Chroniques

par laurent bergnach

récital Winston Choi et MingHuan Xu Choi
création mondiale des Douze duos de Jacques Lenot

Auditorium Debussy-Ravel / SACEM, Neuilly-sur-Scène
- 17 mai 2016
le compositeur Jacques Lenot photographié à Budapest par Bertrand Bolognesi
© bertrand bolognesi | jacques lenot (felszabadulási emlékmű, 2015)

De Jacques Lenot, né à la fin août 1945, un récital devait saluer les soixante-dix étés courant novembre 2015. Les attentats qui endeuillèrent la capitale à ce moment-là en décidèrent autrement. C’est donc six mois plus tard que le Canadien Winston Choi prend place sur l’estrade de l’Auditorium Debussy-Ravel, avec sa tablette à partitions, pour fêter celui qu’il joue et enregistre depuis près de quinze ans [lire notre chronique du 7 avril 2008 et notre critique du CD].

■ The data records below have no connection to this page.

#[cfg(test)]
mod tests {
    use proptest::prelude::*;

    use super::*;
    use crate::languages::GrammarRegistry;

    fn extract_as(lang: &str, path: &str, source: &str) -> Extraction {
        let registry = GrammarRegistry::builtin();
        extract(registry.get(lang), path, source, &ChunkerConfig::default())
    }

    fn names(e: &Extraction) -> Vec<&str> {
        e.chunks.iter().map(|c| c.name.as_str()).collect()
    }

    #[test]
    fn chunk_id_is_deterministic_uuid() {
        let a = chunk_id("a.py", "foo", 10);
        assert_eq!(a, chunk_id("a.py", "foo", 10));
        assert_ne!(a, chunk_id("a.py", "foo", 11));
        assert!(uuid::Uuid::parse_str(&a).is_ok());
    }

    #[test]
    fn kind_parse_roundtrip() {
        for kind in [
            ChunkKind::Function,
            ChunkKind::Class,
            ChunkKind::Method,
            ChunkKind::Paragraph,
        ] {
            assert_eq!(kind.as_str().parse::<ChunkKind>().unwrap(), kind);
        }
        assert!("module".parse::<ChunkKind>().is_err());
    }

    #[cfg(feature = "lang-python")]
    #[test]
    fn python_class_and_methods() {
        let source = "\
import os
from pkg import helper as h

class Greeter:
    def hello(self):
        print('hello')

    def goodbye(self):
        print('bye')

def main():
    Greeter().hello()
";
        let e = extract_as("python", "app.py", source);
        assert_eq!(e.tier, Tier::One);
        assert!(!e.degraded);
        assert_eq!(
            names(&e),
            vec!["Greeter", "Greeter.hello", "Greeter.goodbye", "main"]
        );
        let hello = &e.chunks[1];
        assert_eq!(hello.kind, ChunkKind::Method);
        assert_eq!(hello.scope, "Greeter");
        assert_eq!(hello.start_line, 5);
        assert_eq!(hello.end_line, 6);
        assert!(hello.text.starts_with("def hello"));
        assert!(e.imports.contains("import os"));
        assert!(e.imports.contains("from pkg import helper as h"));
        assert!(e.tree.is_some());
    }

    #[cfg(feature = "lang-python")]
    #[test]
    fn python_nested_function_yields_both() {
        let source = "def outer():\n    def inner():\n        return 1\n    return inner()\n";
        let e = extract_as("python", "n.py", source);
        assert_eq!(names(&e), vec!["outer", "inner"]);
        assert_eq!(e.chunks[1].kind, ChunkKind::Function);
        assert_eq!(e.chunks[1].scope, "outer");
    }

    #[cfg(feature = "lang-python")]
    #[test]
    fn python_syntax_error_degrades() {
        let source = "def broken(:\n    pass\n\nx = 1\n";
        let e = extract_as("python", "bad.py", source);
        assert_eq!(e.tier, Tier::Two);
        assert!(e.degraded);
        assert!(!e.chunks.is_empty());
        assert!(e.chunks.iter().all(|c| c.kind == ChunkKind::Paragraph));
        assert_eq!(e.chunks[0].language, "python");
    }

    #[cfg(feature = "lang-python")]
    #[test]
    fn python_without_definitions_falls_back() {
        let e = extract_as("python", "settings.py", "DEBUG = True\nNAME = 'x'\n");
        assert_eq!(e.tier, Tier::Two);
        assert!(!e.degraded);
        assert_eq!(e.chunks.len(), 1);
    }

    #[cfg(feature = "lang-rust")]
    #[test]
    fn rust_impl_methods_are_owned() {
        let source = r"
struct Foo;

impl<T> Display for Foo<T> {
    fn fmt(&self) {}
}

impl Foo {
    fn bar(&self) -> i32 { 42 }
}

fn free() {}
";
        let e = extract_as("rust", "src/foo.rs", source);
        let n = names(&e);
        assert!(n.contains(&"Foo.fmt"), "{n:?}");
        assert!(n.contains(&"Foo.bar"), "{n:?}");
        assert!(n.contains(&"free"), "{n:?}");
        let bar = e.chunks.iter().find(|c| c.name == "Foo.bar").unwrap();
        assert_eq!(bar.kind, ChunkKind::Method);
        assert_eq!(bar.owner(), Some("Foo"));
        assert_eq!(bar.short_name(), "bar");
    }

    #[cfg(feature = "lang-go")]
    #[test]
    fn go_receiver_owns_method() {
        let source = "package main\n\ntype Server struct{}\n\nfunc (s *Server) Start() {}\n\nfunc main() {}\n";
        let e = extract_as("go", "main.go", source);
        let n = names(&e);
        assert!(n.contains(&"Server"), "{n:?}");
        assert!(n.contains(&"Server.Start"), "{n:?}");
        assert!(n.contains(&"main"), "{n:?}");
    }

    #[cfg(feature = "lang-js")]
    #[test]
    fn js_arrow_binding_and_export() {
        let source = "\
export const handler = (req) => { return process(req); };
export function process(x) { return x; }
class Api {
  fetch() { return 1; }
}
";
        let e = extract_as("javascript", "api.js", source);
        let n = names(&e);
        assert!(n.contains(&"handler"), "{n:?}");
        assert!(n.contains(&"process"), "{n:?}");
        assert!(n.contains(&"Api"), "{n:?}");
        assert!(n.contains(&"Api.fetch"), "{n:?}");
    }

    #[cfg(feature = "lang-java")]
    #[test]
    fn java_methods_and_constructor() {
        let source = "class Box {\n  Box() {}\n  int size() { return 0; }\n}\n";
        let e = extract_as("java", "Box.java", source);
        assert_eq!(names(&e), vec!["Box", "Box.Box", "Box.size"]);
    }

    #[cfg(feature = "lang-bash")]
    #[test]
    fn bash_functions() {
        let e = extract_as("bash", "run.sh", "build() {\n  make all\n}\n\nbuild\n");
        assert_eq!(names(&e), vec!["build"]);
    }

    #[test]
    fn text_file_is_single_chunk_under_cap() {
        let e = extract(None, "README.md", "# Title\n\nSome text.\n", &ChunkerConfig::default());
        assert_eq!(e.tier, Tier::Two);
        assert_eq!(e.chunks.len(), 1);
        assert_eq!(e.chunks[0].language, TEXT_LANGUAGE);
        assert_eq!(e.chunks[0].start_line, 1);
        assert_eq!(e.chunks[0].end_line, 3);
    }

    #[test]
    fn empty_text_has_no_chunks() {
        let e = extract(None, "empty.txt", "  \n\n", &ChunkerConfig::default());
        assert!(e.chunks.is_empty());
    }

    #[test]
    fn paragraphs_split_at_blank_lines() {
        let config = ChunkerConfig {
            text_chunk_max_chars: 12,
        };
        let e = extract(None, "notes.txt", "first para\n\nsecond one\n\nthird\n", &config);
        let texts: Vec<_> = e.chunks.iter().map(|c| c.text.as_str()).collect();
        assert_eq!(texts, vec!["first para", "second one", "third"]);
        assert_eq!(e.chunks[1].start_line, 3);
        assert_eq!(e.chunks[2].start_line, 5);
    }

    #[test]
    fn long_line_split_at_char_boundaries() {
        let line = "é".repeat(25);
        let ranges = split_text(&line, 10);
        assert_eq!(ranges.len(), 3);
        for r in &ranges {
            assert!(line[r.clone()].chars().count() <= 10);
        }
    }

    #[test]
    fn line_at_counts_newlines() {
        let s = "a\nb\nc";
        assert_eq!(line_at(s, 0), 1);
        assert_eq!(line_at(s, 2), 2);
        assert_eq!(line_at(s, 4), 3);
    }

    proptest! {
        #[test]
        fn split_text_respects_cap_and_covers_content(
            source in "[a-z \\n]{0,400}",
            max in 1usize..60,
        ) {
            let ranges = split_text(&source, max);
            let mut prev_end = 0;
            for r in &ranges {
                prop_assert!(r.start >= prev_end);
                prop_assert!(source[r.clone()].chars().count() <= max);
                prev_end = r.end;
            }
            for (i, c) in source.char_indices() {
                if !c.is_whitespace() {
                    prop_assert!(ranges.iter().any(|r| r.contains(&i)));
                }
            }
        }
    }
}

Si l’on met côte à côte ces deux déclarations du créateur à Franck Langlois [lire notre critique de l’ouvrage], « je n’en fais pas mystère, je compose rapidement » et « le piano m’obsède toujours », peut-on conclure que Jacques Lenot écrit dans l’urgence ses pièces pour clavier ? Ce qui est sûr, c’est que sa rencontre avec Choi, au Concours de piano d’Orléans, a relancé l’intérêt pour cet instrument délaissé après les Préludes (1996). Et le programme du soir en tient compte, n’offrant qu’une pièce d’avant 2003 qui le clôt en beauté : Six premières études (1986). Celles-ci mettent en valeur la maîtrise saisissante de l’interprète, dans des pages qui favorisent martellement, galop et collision virtuoses – pour reprendre le vocabulaire de l’auteur de Suppliques [lire notre chronique du 26 septembre 2013 et notre critique du CD].

Avec sa « formule rythmique obsessionnelle », L’esprit de solitude (2004) saisit d’emblée l’auditeur, dans l’acoustique idéale de la salle ouverte sur le ciel neuilléen. Sa fin abrupte déstabilise. Cités de la nuit (1981/2005) s’attache au souvenir des Fantasiestücke de Schumann (1837), un inventeur beaucoup joué durant l’adolescence, souvent cité depuis. Mais s’y repère l’influence d’autres maîtres, tels Webern, Debussy et peut-être Boulez. Choi y fait preuve de nuance et de souplesse. Ils traversent la nuit (2007) propose une sorte d’immobilisme tranquille qui, paradoxalement, poursuit son but et cultive l’inquiétude. Enfin, hypnotique et mystérieux à sa façon, Agalma (2008) privilégie la délicatesse souvent extrême d’un canevas fragmentaire traversé d’un leitmotiv campanaire.

Sensible à l’effroyable mélancolie de Karol Szymanowski (1882-1937), Lenot doit savourer qu’une œuvre du Polonais côtoie les siennes, ce soir : Mythes Op.30. Conçu entre mars et juin 1915, ce triptyque exploite les possibilités techniques du violon. Sur un Nicolò Gagliano de 1758, MiangHuan Xu Choi est tour à tour douce, expressive, vibrante (La fontaine d’Aréthuse), caressante, frénétique et douloureuse (Narcisse). Elle livre aussi un bercement inquiet entre un passage d’harmoniques dans l’absence du piano et un zeste de pizz’ qui mène au trait final (Dryades et Pan). Mais avant la pièce centenaire, la violoniste rejoint son mari pour la création mondiale de l’intégrale des Douze duos (2005), dédiés à l’occasion de leurs noces.

Voilà une opportunité de saisir ce qu’explore dans un tel dialogue l’architecte de La lettre au voyageur (2013) – enregistré il y a peu avec Dana Ciocarlie et Nicolas Dautricourt. L’amour est polychrome : ici, la désolation voisine avec la nervosité, le jeu avec la plainte, le babillage de l’un avec la discrétion de l’autre. Alliance oblige, on repère l’indispensable tresse de répons qui lie les musiciens, mais aussi des inversions de motifs, comme autant de points communs connus des âmes sœurs ou – mieux – insoupçonnés encore. Fonctionnant en cycle (correspondance 1-5 par la phrase descendante, 2-6-10 par l’éparpillement des fragments, 3-7-11 pour la radicalisation de la chute, et ainsi de suite), ces brefs duos sont révélateurs : le neuvième vient, en apparence, rompre un rite qu’il relance en profondeur, et le dernier, avec ses notes détachées au piano dans la main droite en imitation des pizz’ du violon, quand la main gauche chante la figure descendante, nous parle d’harmonie, assurément.